Поля Елисейские. Книга памяти | страница 148



В «Клубе» князя вскоре начались смуты, обычные для политической жизни зарубежья, где в разных кастрюлях варят суп все из одного и того же гвоздя (скажем, Бердяева, Милюкова или генерала Краснова).

Нашлись «осведомленные» люди, которые утверждали, что в таком-то году Юрий Алексеевич, ничтоже сумняшеся, завернул на рю Гренель, где советское посольство. Любопытно, что большинство этих свидетелей впоследствии попались на деле «Оборонческого движения» и вместе с М. Слонимом сидели в лагере, созданном французской полицией для коммунистов и попутчиков.
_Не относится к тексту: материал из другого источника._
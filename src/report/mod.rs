//! Monthly presence sheet generation.
//!
//! A generation run pulls one month of attendance and planning rows,
//! reconciles them into 31 day slots, renders the xlsx template and stores
//! the result on disk plus one catalog row per (employee, period).

pub mod calendar;
pub mod reconcile;
pub mod storage;
pub mod template;

use std::path::Path;

use chrono::NaiveDate;
use serde::Serialize;
use sqlx::MySqlPool;
use utoipa::ToSchema;

use crate::config::Config;
use crate::error::AppError;
use crate::model::employee::{self, Employee};
use crate::model::presence_sheet::PresenceSheetRecord;
use crate::report::calendar::Locale;
use crate::report::template::PresenceTemplate;

pub struct GeneratedSheet {
    pub record: PresenceSheetRecord,
    pub bytes: Vec<u8>,
}

#[derive(Debug, Serialize, ToSchema)]
pub struct BulkFailure {
    pub employee_code: String,
    pub employee_name: String,
    pub message: String,
}

#[derive(Debug, Serialize, ToSchema)]
pub struct BulkSummary {
    pub year: i32,
    pub month: u32,
    pub attempted: usize,
    pub generated: usize,
    pub failed: usize,
    pub failures: Vec<BulkFailure>,
}

/// French sheets carry the name family-name first.
fn provider_name(employee: &Employee) -> String {
    format!("{} {}", employee.last_name, employee.first_name)
}

fn month_span(year: i32, month: u32) -> Result<(NaiveDate, NaiveDate), AppError> {
    calendar::month_bounds(year, month)
        .ok_or_else(|| AppError::BadRequest(format!("Invalid period {year}-{month:02}")))
}

/// The period is validated before anything is looked up, so a bogus month
/// reads as a bad request even when the employee is missing too.
pub async fn generate_for_employee(
    pool: &MySqlPool,
    config: &Config,
    employee_id: u64,
    year: i32,
    month: u32,
    generated_by: Option<u64>,
) -> Result<GeneratedSheet, AppError> {
    month_span(year, month)?;
    let employee = employee::find_by_id(pool, employee_id)
        .await?
        .ok_or_else(|| AppError::NotFound(format!("Employee {employee_id} not found")))?;
    let template = PresenceTemplate::load(Path::new(&config.template_path))?;
    generate_and_store(pool, config, &template, &employee, year, month, generated_by).await
}

/// The template is taken by reference so bulk runs parse it once.
pub async fn generate_and_store(
    pool: &MySqlPool,
    config: &Config,
    template: &PresenceTemplate,
    employee: &Employee,
    year: i32,
    month: u32,
    generated_by: Option<u64>,
) -> Result<GeneratedSheet, AppError> {
    let (start, end) = month_span(year, month)?;
    let locale = Locale::default();

    let (attendance, planning) = futures::try_join!(
        reconcile::month_attendance(pool, employee.id, start, end),
        reconcile::month_planning(pool, employee.id, &employee.employee_code, start, end),
    )?;

    let slots = reconcile::month_grid(year, month, &attendance, &planning, &locale);
    tracing::debug!(
        employee_code = %employee.employee_code,
        planned = slots.iter().filter(|s| s.shift.is_some()).count(),
        absences = slots.iter().filter(|s| s.absent).count(),
        weekend_days = slots.iter().filter(|s| s.weekend).count(),
        "month reconciled"
    );
    let bytes = template.render(
        &provider_name(employee),
        &locale.period_heading(start),
        &slots,
    )?;

    let record = storage::store_sheet(
        pool,
        Path::new(&config.storage_root),
        employee,
        year,
        month,
        generated_by,
        &bytes,
    )
    .await?;
    tracing::info!(
        employee_code = %employee.employee_code,
        year,
        month,
        size = bytes.len(),
        "presence sheet generated"
    );
    Ok(GeneratedSheet { record, bytes })
}

/// Generates sheets for every active employee, one at a time. A broken
/// template aborts the run; a failure for one employee is recorded in the
/// summary and the run moves on.
pub async fn bulk_generate(
    pool: &MySqlPool,
    config: &Config,
    year: i32,
    month: u32,
    department: Option<&str>,
    generated_by: Option<u64>,
) -> Result<BulkSummary, AppError> {
    month_span(year, month)?;
    let template = PresenceTemplate::load(Path::new(&config.template_path))?;
    let employees = employee::active(pool, department).await?;

    let mut summary = BulkSummary {
        year,
        month,
        attempted: employees.len(),
        generated: 0,
        failed: 0,
        failures: Vec::new(),
    };
    for employee in &employees {
        match generate_and_store(pool, config, &template, employee, year, month, generated_by)
            .await
        {
            Ok(_) => summary.generated += 1,
            Err(e) => {
                tracing::error!(
                    error = %e,
                    employee_code = %employee.employee_code,
                    "bulk presence generation failed"
                );
                summary.failed += 1;
                summary.failures.push(BulkFailure {
                    employee_code: employee.employee_code.clone(),
                    employee_name: employee.full_name(),
                    message: e.to_string(),
                });
            }
        }
    }
    tracing::info!(
        year,
        month,
        attempted = summary.attempted,
        generated = summary.generated,
        failed = summary.failed,
        "bulk presence generation finished"
    );
    Ok(summary)
}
Мы с Юрием Алексеевичем изобрели литературную игру, которую называли гвардейской словесностью.

– Как называлась лошадь Вронского?

– Фру-Фру.

– Кто ее обошел?

Отвечать полагалось:

– Гладиатор, жеребец рыжей масти.

– В каком произведении Достоевского описана собака?.. Как ее звать?

– Из какой материи шаль, которою дорожила жена Мармеладова?

Эта игра показывала знакомое литературное поле под новым углом… А придумывать такого рода вопросы было забавно.

Кстати, Юрий Алексеевич уверял, что у Толстого неправильно описана историческая атака кавалергардов под Аустерлицем. Насколько помню, по его мнению, неверно обозначена масть лошадей первого эскадрона.

К этим разговорам иногда прислушивался подросток Лев Борисович Савинков. Я говорю «подросток» только потому, что когда я его впервые увидел, то он был совершеннейшим юнцом; но потом, как полагается, возмужал, отпустил южноамериканские усики и все чаще высказывал собственные независимые суждения. Мы были дружны… При встречах я часто затягивал шуточный куплет: «Судьба играет человеком…» А он подхватывал: «Она изменчива всегда».

Осенью 1936 году Левушка укатил в Испанию, где честно воевал полтора года, вернулся раненый, побежденный и разочарованный. Он мне рассказывал, что «там» в тяжелые минуты иногда напевал знакомый куплет: «Судьба играет человеком…»

Летом 1940 году Евгения Ивановна умирала от рака. Душные ночи в полуопустевшем Париже, где хозяйничали ненавистные немцы… лежать прикованной к одру, обреченной – все это было вдвойне мучительно! Тогда надо было обладать чудовищной ясностью духа, чтобы увидеть даль свободного Сталинграда.

У меня хранятся фотографии Евгении Ивановны: в фас и в профиль, снятые департаментом полиции. Тургеневская барышня с косой. Какие они все были молодые и красивые, эти девушки-революционерки. А затем ее рассказы: о первом браке, условном, паспортном; вот Борис Викторович, Финляндия, Ницца, Париж. Куда это все делось… У меня зрело чувство – все это еще здесь, за толстым стеклом, совсем видно! А коснуться, придвинуться ближе как будто нельзя.